While the returns from M1 has been dialing in success — as Foolish investors, we should look closer to understand what were the business drivers for this move in the share price.
A closer look
The revenue for M1 is divided into four segments. The mobile services segment is made up of post-paid and pre-paid mobile services. Data plans including 4G services are also included in the mobile services segment. The fixed services segment consists of the fibre broadband services. The international call segment includes mobile and fixed line International Direct Dial (IDD) services.
This trio – mobile services, fixed services, and international call services — collectively make up the service revenue for M1. This is where we should focus on. The handset sales are typically not profitable for M1 as it is subsidising the cost of the handset.
Source: Company presentation
Majority of the revenue for M1 predictably comes from its mobile services. For the financial year ended 2013 (FY2013), the mobile services segment made up 63.1% of total sales. For reference, the calendar year aligns with the financial year for M1. The next largest sales contributor is handset sales at 18.7%, while international call services made up 11.3% of FY 2013 revenue. Fixed line services made up only 6.2% of FY2013 sales, however, it is one of the major contributors of revenue growth in the past five plus years. The growth in fixed line services at M1 may be at the expense of Starhub Ltd. (SGX:CC3). The international call services, though, has been gradually declining. For FY2013, the total revenue was lower year-on-year than FY2012, due to lower handset sales.
We would ideally like to see the revenue dollars drip down to the bottom line. For that, we look into the profitability of the service segments.

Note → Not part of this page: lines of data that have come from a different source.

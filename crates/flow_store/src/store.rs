// crates/flow_store/src/store.rs

use std::{collections::HashSet, path::PathBuf};

use async_trait::async_trait;
use serde_json::Value;
use thiserror::Error;

use crate::node::FlowDocument;

/// Errors a flow store or flow runtime can return.
#[derive(Error, Debug)]
pub enum FlowStoreError {
    /// The flow engine has not been initialised or started yet.
    #[error("flow runtime is not initialised")]
    NotInitialized,

    /// The document handed to `deploy_flows` is structurally invalid.
    #[error("invalid flow document: {0}")]
    Validation(String),

    /// Reading or writing the backing storage failed.
    #[error("flow storage error: {0}")]
    Io(#[from] std::io::Error),

    /// The backing storage did not contain a parseable document.
    #[error("flow json error: {0}")]
    Json(#[from] serde_json::Error),
}

pub type Result<T> = std::result::Result<T, FlowStoreError>;

/// Read and replace the active flow document.
#[async_trait]
pub trait FlowStore: Send + Sync {
    /// Current flow list. Fails with `NotInitialized` if the engine is not up.
    async fn get_flows(&self) -> Result<FlowDocument>;

    /// Validate and activate a new flow list.
    async fn deploy_flows(&self, flows: FlowDocument) -> Result<()>;
}

/// Settings handed to the flow runtime when the host component starts.
#[derive(Debug, Clone, PartialEq, Eq)]
pub struct RuntimeSettings {
    pub user_dir: PathBuf,
    pub http_admin_root: String,
    pub http_node_root: String,
}

/// A flow store that also has a lifecycle of its own.
#[async_trait]
pub trait FlowRuntime: FlowStore {
    /// Hand the runtime its settings. Called once per host start.
    async fn init(&self, settings: RuntimeSettings) -> Result<()>;

    /// Load the stored flows and begin serving them.
    async fn start(&self) -> Result<()>;

    async fn stop(&self) -> Result<()>;

    fn is_running(&self) -> bool;
}

/// Structural checks every store applies before accepting a document.
pub fn validate_document(doc: &FlowDocument) -> Result<()> {
    let mut seen = HashSet::with_capacity(doc.len());
    for (index, node) in doc.iter().enumerate() {
        let id = match node.id() {
            Some(id) if !id.is_empty() => id,
            _ => {
                return Err(FlowStoreError::Validation(format!(
                    "node #{index} has no id"
                )));
            }
        };
        if !seen.insert(id) {
            return Err(FlowStoreError::Validation(format!("duplicate node id {id}")));
        }
        if node.str_field("type").is_none() {
            return Err(FlowStoreError::Validation(format!("node {id} has no type")));
        }
        if let Some(wires) = node.get("wires") {
            let valid = wires.as_array().is_some_and(|ports| {
                ports.iter().all(|port| {
                    port.as_array()
                        .is_some_and(|targets| targets.iter().all(Value::is_string))
                })
            });
            if !valid {
                return Err(FlowStoreError::Validation(format!(
                    "node {id} has malformed wires"
                )));
            }
        }
    }
    Ok(())
}
// src/bridge.rs
//
// The one table of reserved ids and names the bridge injects into a flow.

use flow_store::{FlowNode, NodeType};
use serde_json::json;

/// Host the flow runtime uses to reach our endpoints.
pub const LOCALHOST: &str = "127.0.0.1";

#[derive(Debug, Clone, Copy, PartialEq, Eq, Hash)]
pub enum Direction {
    /// Kevoree → flow: messages we push into the flow.
    Input,
    /// Flow → Kevoree: messages the flow pushes to us.
    Output,
}

/// Description of one bridge: a websocket node plus its client config node.
#[derive(Debug, Clone, Copy, PartialEq, Eq)]
pub struct BridgeSpec {
    pub direction: Direction,
    /// Reserved id of the `websocket in` / `websocket out` node.
    pub node_id: &'static str,
    /// Reserved id of the paired `websocket-client` node.
    pub config_id: &'static str,
    /// Name given to the injected bridge node.
    pub name: &'static str,
    /// Name a user gives the node the bridge should be wired to.
    pub sentinel: &'static str,
    pub x: u32,
    pub y: u32,
}

pub const INPUT_BRIDGE: BridgeSpec = BridgeSpec {
    direction: Direction::Input,
    node_id: "kWSServerInput",
    config_id: "kWSServerInputConf",
    name: "kevoreeInput",
    sentinel: "kevoree-in",
    x: 100,
    y: 100,
};

pub const OUTPUT_BRIDGE: BridgeSpec = BridgeSpec {
    direction: Direction::Output,
    node_id: "kWSServerOutput",
    config_id: "kWSServerOutputConf",
    name: "kevoreeOutput",
    sentinel: "kevoree-out",
    x: 300,
    y: 100,
};

pub const BRIDGES: [BridgeSpec; 2] = [INPUT_BRIDGE, OUTPUT_BRIDGE];

/// `true` for any of the four ids the bridge owns.
pub fn is_reserved(id: &str) -> bool {
    BRIDGES
        .iter()
        .any(|b| b.node_id == id || b.config_id == id)
}

/// `ws://127.0.0.1:<port>`
pub fn endpoint_url(port: u16) -> String {
    format!("ws://{LOCALHOST}:{port}")
}

impl BridgeSpec {
    pub fn node_type(&self) -> NodeType {
        match self.direction {
            Direction::Input => NodeType::WebsocketIn,
            Direction::Output => NodeType::WebsocketOut,
        }
    }

    /// Fresh bridge node placed on tab `z` (unplaced when `None`).
    pub fn bridge_node(&self, z: Option<&str>) -> FlowNode {
        let mut node = FlowNode::from(serde_json::Map::new())
            .with("id", self.node_id)
            .with("name", self.name)
            .with("type", self.node_type().as_str())
            .with("server", "")
            .with("client", self.config_id)
            .with("x", self.x)
            .with("y", self.y);
        if let Some(tab) = z {
            node = node.with("z", tab);
        }
        node.with("wires", json!([[]]))
    }

    /// Fresh `websocket-client` node pointing at `port`.
    pub fn config_node(&self, port: u16) -> FlowNode {
        FlowNode::new(self.config_id, NodeType::WebsocketClient)
            .with("path", endpoint_url(port))
            .with("wholemsg", "false")
    }
}

/// The two local ports the bridge endpoints listen on.
#[derive(Debug, Clone, Copy, PartialEq, Eq)]
pub struct BridgePorts {
    pub input: u16,
    pub output: u16,
}

impl BridgePorts {
    pub fn new(input: u16, output: u16) -> Self {
        Self { input, output }
    }

    pub fn port_for(&self, direction: Direction) -> u16 {
        match direction {
            Direction::Input => self.input,
            Direction::Output => self.output,
        }
    }
}

#[cfg(test)]
mod tests {
    use super::*;

    #[test]
    fn reserved_ids_cover_both_bridges() {
        for id in ["kWSServerInput", "kWSServerInputConf", "kWSServerOutput", "kWSServerOutputConf"] {
            assert!(is_reserved(id));
        }
        assert!(!is_reserved("kevoreeInputServer"));
    }

    #[test]
    fn bridge_node_without_tab_has_no_z() {
        let node = INPUT_BRIDGE.bridge_node(None);
        assert_eq!(node.z(), None);
        assert_eq!(node.kind(), Some(NodeType::WebsocketIn));
        assert_eq!(node.str_field("client"), Some("kWSServerInputConf"));
        assert_eq!(node.get("wires"), Some(&json!([[]])));
    }

    #[test]
    fn config_node_points_at_local_port() {
        let node = OUTPUT_BRIDGE.config_node(9092);
        assert_eq!(node.path(), Some("ws://127.0.0.1:9092"));
        assert_eq!(node.str_field("wholemsg"), Some("false"));
    }
}
//! Flow document model and the flow store contract the bridge consumes.
//!
//! A flow document is the flat, ordered node list a Node-RED style runtime
//! persists. The bridge never owns that runtime: it talks to it through
//! [`FlowStore`] (read / deploy) and [`FlowRuntime`] (lifecycle).
//!
//! ```rust
//! use flow_store::{FlowDocument, FlowNode, NodeType};
//! let mut doc = FlowDocument::new();
//! doc.push(FlowNode::new("t1", NodeType::Tab));
//! assert_eq!(doc.tabs(), vec!["t1"]);
//! ```
pub mod file;
pub mod memory;
pub mod node;
pub mod store;

pub use file::{FLOW_FILE, FileFlowRuntime};
pub use memory::MemoryFlowStore;
pub use node::{FlowDocument, FlowNode, NodeType};
pub use store::{FlowRuntime, FlowStore, FlowStoreError, RuntimeSettings, validate_document};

Source: Company Annual Report
M1 does not breakdown the services segment profitability, but we can look at the operating cashflow and capital expenditure to gain some insight from the free-cash-flow for the company. Perhaps what is interesting is that the operating cash-flow for FY2013 is higher than FY2012, despite the lower revenue in FY2013. The operating cash-flow for FY2013 increased partly due to lower cost of goods sold. The main driver behind this was due to lower handset costs.
Finally, Foolish investors would look for the accumulated profits have to end up on the balance sheet in the end. To do this, we look at development of its cash and borrowings.
Source: Company Earnings Report
Like most telecommunications companies, M1 has remained in a net debt position throughout the last five financial years. The debt levels have been decreasing, while the cash and equivalents for the company has been increasing which is a good sign. The $250 million loan (as of end of 2013) was refinanced in May 2013 at an effective interest rate of 1.59%.
A quick look ahead
Mobile data made up 28.9% of FY2013 mobile services revenue, up from 24.1% (FY2012). In the age of smartphones, the mobile data service may be the area to make up for losses in revenue elsewhere. Additionally, for FY2013, M1 has been able to keep its mobile customer base stable at 2.1 million customers with a 1.1% churn rate (rate of customers leaving M1).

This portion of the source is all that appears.